**WHAT IS REQUIRED**
Repeat the listing below word for word, stopping after the line that contains "Every failure path".

──────

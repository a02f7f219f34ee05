// HTTP API Error Types
use axum::{http::StatusCode, response::IntoResponse, Json};
use serde_json::{json, Value};

/// HTTP API error with appropriate status codes and client-friendly messages.
///
/// Every failure path in the application funnels into one of these variants,
/// and the `IntoResponse` impl guarantees exactly one JSON error envelope is
/// emitted per failed request:
/// `{statusCode, data: null, message, success: false, errors: []}` with a
/// `stack` string attached outside production.
#[derive(Debug)]
pub enum ApiError {
    // 400 Bad Request
    BadRequest(String),
    ValidationError {
        message: String,
        field_errors: Vec<String>,
    },

    // 401 Unauthorized
    Unauthorized(String),

    // 403 Forbidden
    Forbidden(String),

    // 404 Not Found
    NotFound(String),

    // 409 Conflict
    Conflict(String),

    // 500 Internal Server Error
    InternalServerError(String),

    // 503 Service Unavailable
    ServiceUnavailable(String),
}

impl ApiError {
    /// Get HTTP status code
    pub fn status_code(&self) -> u16 {
        match self {
            ApiError::BadRequest(_) => 400,
            ApiError::ValidationError { .. } => 400,
            ApiError::Unauthorized(_) => 401,
            ApiError::Forbidden(_) => 403,
            ApiError::NotFound(_) => 404,
            ApiError::Conflict(_) => 409,
            ApiError::InternalServerError(_) => 500,
            ApiError::ServiceUnavailable(_) => 503,
        }
    }

    /// Get client-safe error message
    pub fn message(&self) -> &str {
        match self {
            ApiError::BadRequest(msg) => msg,
            ApiError::ValidationError { message, .. } => message,
            ApiError::Unauthorized(msg) => msg,
            ApiError::Forbidden(msg) => msg,
            ApiError::NotFound(msg) => msg,
            ApiError::Conflict(msg) => msg,
            ApiError::InternalServerError(msg) => msg,
            ApiError::ServiceUnavailable(msg) => msg,
        }
    }

    /// Field-level sub-errors, empty for most variants
    pub fn field_errors(&self) -> &[String] {
        match self {
            ApiError::ValidationError { field_errors, .. } => field_errors,
            _ => &[],
        }
    }

    /// Convert to the uniform error envelope
    pub fn to_json(&self) -> Value {
        let mut body = json!({
            "statusCode": self.status_code(),
            "data": Value::Null,
            "message": self.message(),
            "success": false,
            "errors": self.field_errors(),
        });

        // Debug detail is only for non-production environments
        if !crate::config::config().is_production() {
            body["stack"] = json!(format!("{:?}", self));
        }

        body
    }
}

// Static constructor methods
impl ApiError {
    pub fn bad_request(message: impl Into<String>) -> Self {
        ApiError::BadRequest(message.into())
    }

    pub fn validation_error(message: impl Into<String>, field_errors: Vec<String>) -> Self {
        ApiError::ValidationError { message: message.into(), field_errors }
    }

    pub fn unauthorized(message: impl Into<String>) -> Self {
        ApiError::Unauthorized(message.into())
    }

    pub fn forbidden(message: impl Into<String>) -> Self {
        ApiError::Forbidden(message.into())
    }

    pub fn not_found(message: impl Into<String>) -> Self {
        ApiError::NotFound(message.into())
    }

    pub fn conflict(message: impl Into<String>) -> Self {
        ApiError::Conflict(message.into())
    }

    pub fn internal_server_error(message: impl Into<String>) -> Self {
        ApiError::InternalServerError(message.into())
    }

    pub fn service_unavailable(message: impl Into<String>) -> Self {
        ApiError::ServiceUnavailable(message.into())
    }
}

// Convert other error types to ApiError
impl From<crate::database::DatabaseError> for ApiError {
    fn from(err: crate::database::DatabaseError) -> Self {
        match err {
            crate::database::DatabaseError::NotFound(msg) => ApiError::not_found(msg),
            crate::database::DatabaseError::UniqueViolation(msg) => ApiError::conflict(msg),
            crate::database::DatabaseError::Query(query_err) => ApiError::from(query_err),
            crate::database::DatabaseError::ConfigMissing(_)
            | crate::database::DatabaseError::InvalidDatabaseUrl => {
                tracing::error!("Database configuration error: {}", err);
                ApiError::service_unavailable("Database temporarily unavailable")
            }
            crate::database::DatabaseError::Sqlx(sqlx_err) => {
                // Log the real error but return a generic message
                tracing::error!("SQLx error: {}", sqlx_err);
                ApiError::internal_server_error("An error occurred while processing your request")
            }
        }
    }
}

impl From<crate::query::QueryError> for ApiError {
    fn from(err: crate::query::QueryError) -> Self {
        match err {
            crate::query::QueryError::UnknownSortField(field) => {
                ApiError::bad_request(format!("Cannot sort by '{}'", field))
            }
            other => {
                tracing::error!("Query composition error: {}", other);
                ApiError::internal_server_error("An error occurred while processing your request")
            }
        }
    }
}

impl From<crate::auth::AuthError> for ApiError {
    fn from(err: crate::auth::AuthError) -> Self {
        match err {
            crate::auth::AuthError::InvalidToken(_) | crate::auth::AuthError::ExpiredToken => {
                ApiError::unauthorized("Invalid or expired token")
            }
            crate::auth::AuthError::MissingSecret => {
                tracing::error!("JWT secret not configured");
                ApiError::internal_server_error("Token service unavailable")
            }
            crate::auth::AuthError::TokenGeneration(msg) => {
                tracing::error!("JWT generation failed: {}", msg);
                ApiError::internal_server_error("Error generating tokens")
            }
            crate::auth::AuthError::HashingError(msg) => {
                tracing::error!("Password hashing failed: {}", msg);
                ApiError::internal_server_error("An error occurred while processing your request")
            }
        }
    }
}

impl From<crate::storage::MediaError> for ApiError {
    fn from(err: crate::storage::MediaError) -> Self {
        tracing::error!("Media store error: {}", err);
        ApiError::internal_server_error("Media upload failed")
    }
}

// Standard error trait implementations
impl std::fmt::Display for ApiError {
    fn fmt(&self, f: &mut std::fmt::Formatter<'_>) -> std::fmt::Result {
        write!(f, "{}", self.message())
    }
}

impl std::error::Error for ApiError {}

// Automatic HTTP response conversion for Axum
impl IntoResponse for ApiError {
    fn into_response(self) -> axum::response::Response {
        let status =
            StatusCode::from_u16(self.status_code()).unwrap_or(StatusCode::INTERNAL_SERVER_ERROR);
        (status, Json(self.to_json())).into_response()
    }
}

#[cfg(test)]
mod tests {
    use super::*;

    #[test]
    fn status_codes_follow_taxonomy() {
        assert_eq!(ApiError::bad_request("x").status_code(), 400);
        assert_eq!(ApiError::unauthorized("x").status_code(), 401);
        assert_eq!(ApiError::forbidden("x").status_code(), 403);
        assert_eq!(ApiError::not_found("x").status_code(), 404);
        assert_eq!(ApiError::conflict("x").status_code(), 409);
        assert_eq!(ApiError::internal_server_error("x").status_code(), 500);
        assert_eq!(ApiError::service_unavailable("x").status_code(), 503);
    }

    #[test]
    fn envelope_has_uniform_shape() {
        let body = ApiError::not_found("Video not found").to_json();
        assert_eq!(body["statusCode"], 404);
        assert_eq!(body["data"], Value::Null);
        assert_eq!(body["message"], "Video not found");
        assert_eq!(body["success"], false);
        assert!(body["errors"].as_array().unwrap().is_empty());
    }

    #[test]
    fn validation_error_carries_field_errors() {
        let err = ApiError::validation_error(
            "All fields are required",
            vec!["fullname is required".to_string(), "email is required".to_string()],
        );
        let body = err.to_json();
        assert_eq!(body["errors"].as_array().unwrap().len(), 2);
    }
}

──────

**RESPONSE TO THIS EXERCISE**
repository a02f7f219f34ee05
// HTTP API Error Types
use axum::{http::StatusCode, response::IntoResponse, Json};
use serde_json::{json, Value};

/// HTTP API error with appropriate status codes and client-friendly messages.
///
/// Every failure path in the application funnels into one of these variants,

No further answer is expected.